Thank you The English Collective of Prostitutes for collaborating once again and raising your opinion to the public.
On Saturday January 21st 2017, Donald Trump was elected as the President of the United States. Yet another man voted for a position of massive global power with openly racist, discriminatory, misogynistic politics: no wonder the day was marked by mass public outrage in the form of women-led protests in over sixty countries across the world, from England to Australia. In expressions of rage and solidarity, people took to the streets, rallied outside detention centres, and even, in the case of Antarctica, protested on the seas. Setting the agenda was the Women’s March in Washington, D.C.
The march drew attention for the fact that it had more far attendees than the inauguration itself. Around 400 bus permits were issued for Trump’s big day, compared to an estimated 2,000 bus permits for the Washington march. It also attracted interest for its sceptical beginnings. The march’s leadership initially drew criticism for being made up predominantly of white women. After three prominent activists of colour joined the chairing board, the official platform aligned itself with a proudly inclusive and intersectional framework. Part of this intersectionality was the following statement: "we stand in solidarity with sex workers’ rights movements." This was history in the making...the largest major women’s march in history to support sex workers— around 87% of whom are women.
Back in England, sister marches were held in London and other cities. Aptly, the English Collective of Prostitutes (ECP), a London-based sex worker-led group that has campaigned for sex workers’ rights since 1975, firmly asserted a presence there. Sex workers and those in precarious work are most likely to be negatively affected by governments that restrict and reject unionising, welfare systems, labour conditions, racial justice, reproductive justice and women’s rights. However, that is not the only reason why we joined the Women’s March. Our presence was crucial because any march against Trump is a march condemning violence against sex workers.
In the run up to the election, several women came forward whom Trump had assaulted. One was Jessica Drake, a sex worker and sexual health educator. Speaking in October 2016, Trump 'explained' his criminal act: "she’s a porn star…oh, I’m sure she’s never been grabbed before." That being said, he revealed himself to be part of the unjust system of legal and personal marginalisation that sex workers face, in which they are denied their basic human rights to bodily autonomy and their agency to give or refuse consent.
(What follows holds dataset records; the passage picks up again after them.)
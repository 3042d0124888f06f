//! Human-readable rendering of local-tier entries

use chrono::{DateTime, Utc};
use layercache_core::CacheEntry;
use serde_json::Value;
use std::time::Duration;

const PREVIEW_CHARS: usize = 40;

/// Compact duration such as `950ms`, `42s`, `5m 3s` or `2h 10m`
pub fn format_duration(duration: Duration) -> String {
    let millis = duration.as_millis();
    if millis < 1000 {
        return format!("{}ms", millis);
    }

    let secs = duration.as_secs();
    match secs {
        0..=59 => format!("{}s", secs),
        60..=3599 => format!("{}m {}s", secs / 60, secs % 60),
        _ => format!("{}h {}m", secs / 3600, (secs % 3600) / 60),
    }
}

pub fn format_timestamp(millis: i64) -> String {
    DateTime::<Utc>::from_timestamp_millis(millis)
        .map(|t| t.format("%Y-%m-%d %H:%M:%S").to_string())
        .unwrap_or_else(|| format!("{}ms", millis))
}

/// Single-line JSON, truncated with `...`
pub fn preview(value: &Value) -> String {
    let text = value.to_string();
    if text.chars().count() > PREVIEW_CHARS {
        let short: String = text.chars().take(PREVIEW_CHARS - 3).collect();
        format!("{}...", short)
    } else {
        text
    }
}

/// `●` fresh with time left, `✗` expired with how long ago
pub fn entry_status(entry: &CacheEntry<Value>, now: i64) -> String {
    match entry.time_until_expiration(now) {
        Some(left) => format!("● {} left", format_duration(left)),
        None => {
            let since = now.saturating_sub(entry.expires_at()).max(0);
            format!("✗ expired {} ago", format_duration(Duration::from_millis(since as u64)))
        }
    }
}

/// One line of `layercache list` output
pub fn entry_line(key: &str, entry: &CacheEntry<Value>, now: i64) -> String {
    format!(
        "{:<32} {:<22} {}  {}",
        key,
        entry_status(entry, now),
        format_timestamp(entry.timestamp),
        preview(&entry.value)
    )
}

#[cfg(test)]
mod tests {
    use super::*;
    use serde_json::json;

    #[test]
    fn test_format_duration() {
        assert_eq!(format_duration(Duration::from_millis(950)), "950ms");
        assert_eq!(format_duration(Duration::from_secs(42)), "42s");
        assert_eq!(format_duration(Duration::from_secs(303)), "5m 3s");
        assert_eq!(format_duration(Duration::from_secs(7800)), "2h 10m");
    }

    #[test]
    fn test_format_timestamp() {
        assert_eq!(format_timestamp(0), "1970-01-01 00:00:00");
        assert_eq!(format_timestamp(86_400_000), "1970-01-02 00:00:00");
    }

    #[test]
    fn test_preview_truncates() {
        assert_eq!(preview(&json!({"a": 1})), r#"{"a":1}"#);

        let long = preview(&json!("x".repeat(100)));
        assert_eq!(long.chars().count(), PREVIEW_CHARS);
        assert!(long.ends_with("..."));
    }

    #[test]
    fn test_entry_status() {
        let entry = CacheEntry::new(json!(1), 1_000, Duration::from_secs(60));

        assert_eq!(entry_status(&entry, 31_000), "● 30s left");
        assert_eq!(entry_status(&entry, 61_000), "✗ expired 0ms ago");
        assert_eq!(entry_status(&entry, 63_000), "✗ expired 2s ago");
    }

    #[test]
    fn test_entry_line() {
        let entry = CacheEntry::new(json!([1, 2]), 0, Duration::from_secs(10));
        let line = entry_line("feed?page=1", &entry, 5_000);

        assert!(line.starts_with("feed?page=1"));
        assert!(line.contains("● 5s left"));
        assert!(line.contains("1970-01-01 00:00:00"));
        assert!(line.ends_with("[1,2]"));
    }
}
We protested to represent and pay tribute to those who bear the brunt of the spread of fascism and patriarchal state systems: working mothers, people of colour, migrant women, transgender people and the rising number of people pushed into sex work by destitution only to be persecuted by their governments for trying to survive. We protested for sex workers who face sexual violence, and whose work conditions are made more dangerous by the threat of criminal records, police brutality and prison.
This should be understood in light of Amnesty International’s recent demand for a full and global decriminalisation of sex work as an issue of, as they put it, ‘critical human rights.’ In their 2015 policy recommendation, they acknowledged years of research showing that criminalising sex work results in ‘increasing vulnerability to human rights violations while engaged in sex work and in limiting options for voluntarily ceasing involvement in sex work.’ Amnesty joined a long list of decriminalisation advocates, including the Global Network of Sex Work Projects, UNAIDS and the World Health Organization.
The world is waking up to the fact that, like the criminalisation of abortion, any laws that restrict the actions and bodily movements of women consequently harm women. They disproportionately impact the safety of marginalised groups, such as trans women and women of colour, who are already more likely to be criminalised for their work, gender and race. Janet Mock, part of the Women’s March Policy Table, explained: "as a trans woman of colour who grew up in low income communities and who advocates, resists, dreams, and writes alongside these communities, I know that underground economies are essential parts of the lived realities of women and folk. I know sex work to be work. It’s not something I need to tiptoe around." ECP did not tiptoe either—we marched, and will continue to do so until governments all over the world allow all women and non-binary people to be free and safe in their work, in their bodies, and in their lives.